═════ Input ═════

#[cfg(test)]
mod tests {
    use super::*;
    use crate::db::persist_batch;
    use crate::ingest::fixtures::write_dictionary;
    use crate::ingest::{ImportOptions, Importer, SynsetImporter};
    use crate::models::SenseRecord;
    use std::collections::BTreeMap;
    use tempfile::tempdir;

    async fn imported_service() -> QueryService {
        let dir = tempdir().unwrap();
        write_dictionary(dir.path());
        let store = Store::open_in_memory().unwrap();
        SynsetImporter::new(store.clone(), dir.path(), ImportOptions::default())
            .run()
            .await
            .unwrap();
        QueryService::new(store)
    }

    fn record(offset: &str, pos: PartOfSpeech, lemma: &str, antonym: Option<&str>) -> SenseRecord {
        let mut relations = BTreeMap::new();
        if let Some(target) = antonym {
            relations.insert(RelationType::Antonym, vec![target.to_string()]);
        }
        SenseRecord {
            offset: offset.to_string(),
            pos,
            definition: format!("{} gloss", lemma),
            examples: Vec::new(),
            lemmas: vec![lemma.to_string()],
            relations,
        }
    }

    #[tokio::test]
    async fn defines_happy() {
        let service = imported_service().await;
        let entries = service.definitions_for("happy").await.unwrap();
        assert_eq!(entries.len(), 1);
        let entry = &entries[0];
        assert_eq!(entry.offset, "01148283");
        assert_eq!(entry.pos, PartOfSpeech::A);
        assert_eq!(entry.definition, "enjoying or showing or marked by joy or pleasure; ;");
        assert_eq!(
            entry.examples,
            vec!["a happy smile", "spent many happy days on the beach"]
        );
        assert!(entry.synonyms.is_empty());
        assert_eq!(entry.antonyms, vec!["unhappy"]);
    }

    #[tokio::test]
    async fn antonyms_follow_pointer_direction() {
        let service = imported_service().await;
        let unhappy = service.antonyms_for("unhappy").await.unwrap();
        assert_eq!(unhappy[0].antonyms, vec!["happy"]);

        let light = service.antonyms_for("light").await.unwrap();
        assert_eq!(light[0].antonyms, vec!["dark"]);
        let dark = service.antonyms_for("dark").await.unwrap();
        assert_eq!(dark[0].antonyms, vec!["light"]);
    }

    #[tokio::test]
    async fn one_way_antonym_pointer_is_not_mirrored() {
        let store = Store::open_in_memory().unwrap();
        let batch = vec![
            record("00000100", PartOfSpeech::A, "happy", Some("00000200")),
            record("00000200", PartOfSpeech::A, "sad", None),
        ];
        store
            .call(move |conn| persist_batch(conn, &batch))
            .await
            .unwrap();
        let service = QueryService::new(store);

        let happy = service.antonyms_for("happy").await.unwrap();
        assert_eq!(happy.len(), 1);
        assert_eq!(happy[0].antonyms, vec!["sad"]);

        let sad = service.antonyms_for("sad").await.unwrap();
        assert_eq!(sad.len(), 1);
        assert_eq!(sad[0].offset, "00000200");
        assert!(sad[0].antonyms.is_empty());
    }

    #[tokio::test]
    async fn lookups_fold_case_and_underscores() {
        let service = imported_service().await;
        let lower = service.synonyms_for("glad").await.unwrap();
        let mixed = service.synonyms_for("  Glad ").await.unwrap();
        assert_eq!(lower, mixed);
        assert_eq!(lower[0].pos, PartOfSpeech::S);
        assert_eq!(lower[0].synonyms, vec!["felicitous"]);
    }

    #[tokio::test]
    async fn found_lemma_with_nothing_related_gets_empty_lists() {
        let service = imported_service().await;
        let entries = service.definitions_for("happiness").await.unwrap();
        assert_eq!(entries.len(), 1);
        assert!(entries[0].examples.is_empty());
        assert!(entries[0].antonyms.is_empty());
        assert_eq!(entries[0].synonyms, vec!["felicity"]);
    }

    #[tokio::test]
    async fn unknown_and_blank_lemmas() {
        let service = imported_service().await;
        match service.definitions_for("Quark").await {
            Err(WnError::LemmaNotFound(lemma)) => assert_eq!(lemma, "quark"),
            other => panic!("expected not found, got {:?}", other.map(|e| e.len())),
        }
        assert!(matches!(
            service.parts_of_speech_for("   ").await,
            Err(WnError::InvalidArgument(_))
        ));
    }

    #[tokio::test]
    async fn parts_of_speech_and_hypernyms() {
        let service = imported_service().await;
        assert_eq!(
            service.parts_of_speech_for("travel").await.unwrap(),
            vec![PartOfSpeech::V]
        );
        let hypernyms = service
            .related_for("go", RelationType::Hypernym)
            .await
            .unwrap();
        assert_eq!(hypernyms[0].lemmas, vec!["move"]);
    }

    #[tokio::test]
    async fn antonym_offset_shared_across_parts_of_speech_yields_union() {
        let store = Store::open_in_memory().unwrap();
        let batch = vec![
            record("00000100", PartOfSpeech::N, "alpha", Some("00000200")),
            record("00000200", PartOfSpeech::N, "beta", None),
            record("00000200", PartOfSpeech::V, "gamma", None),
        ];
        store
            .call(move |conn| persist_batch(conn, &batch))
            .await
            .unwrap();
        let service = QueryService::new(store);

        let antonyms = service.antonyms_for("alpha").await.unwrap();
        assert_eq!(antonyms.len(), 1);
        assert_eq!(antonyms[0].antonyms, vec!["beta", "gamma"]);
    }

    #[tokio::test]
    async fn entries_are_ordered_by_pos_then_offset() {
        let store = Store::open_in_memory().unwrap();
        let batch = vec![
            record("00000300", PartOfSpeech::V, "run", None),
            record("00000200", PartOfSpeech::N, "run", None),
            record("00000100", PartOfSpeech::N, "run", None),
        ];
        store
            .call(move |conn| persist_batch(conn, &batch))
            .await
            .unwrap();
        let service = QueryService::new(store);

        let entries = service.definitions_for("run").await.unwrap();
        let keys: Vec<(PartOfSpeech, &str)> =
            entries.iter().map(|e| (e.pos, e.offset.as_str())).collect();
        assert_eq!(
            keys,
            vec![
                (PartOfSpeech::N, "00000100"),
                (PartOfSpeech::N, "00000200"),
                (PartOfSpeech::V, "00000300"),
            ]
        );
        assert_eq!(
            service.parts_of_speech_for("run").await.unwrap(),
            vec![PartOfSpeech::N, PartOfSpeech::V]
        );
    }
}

═════

#### Problem to work on
Reproduce each line of the records in which the string "tempdir" appears.

#### Your solution
    use tempfile::tempdir;
        let dir = tempdir().unwrap();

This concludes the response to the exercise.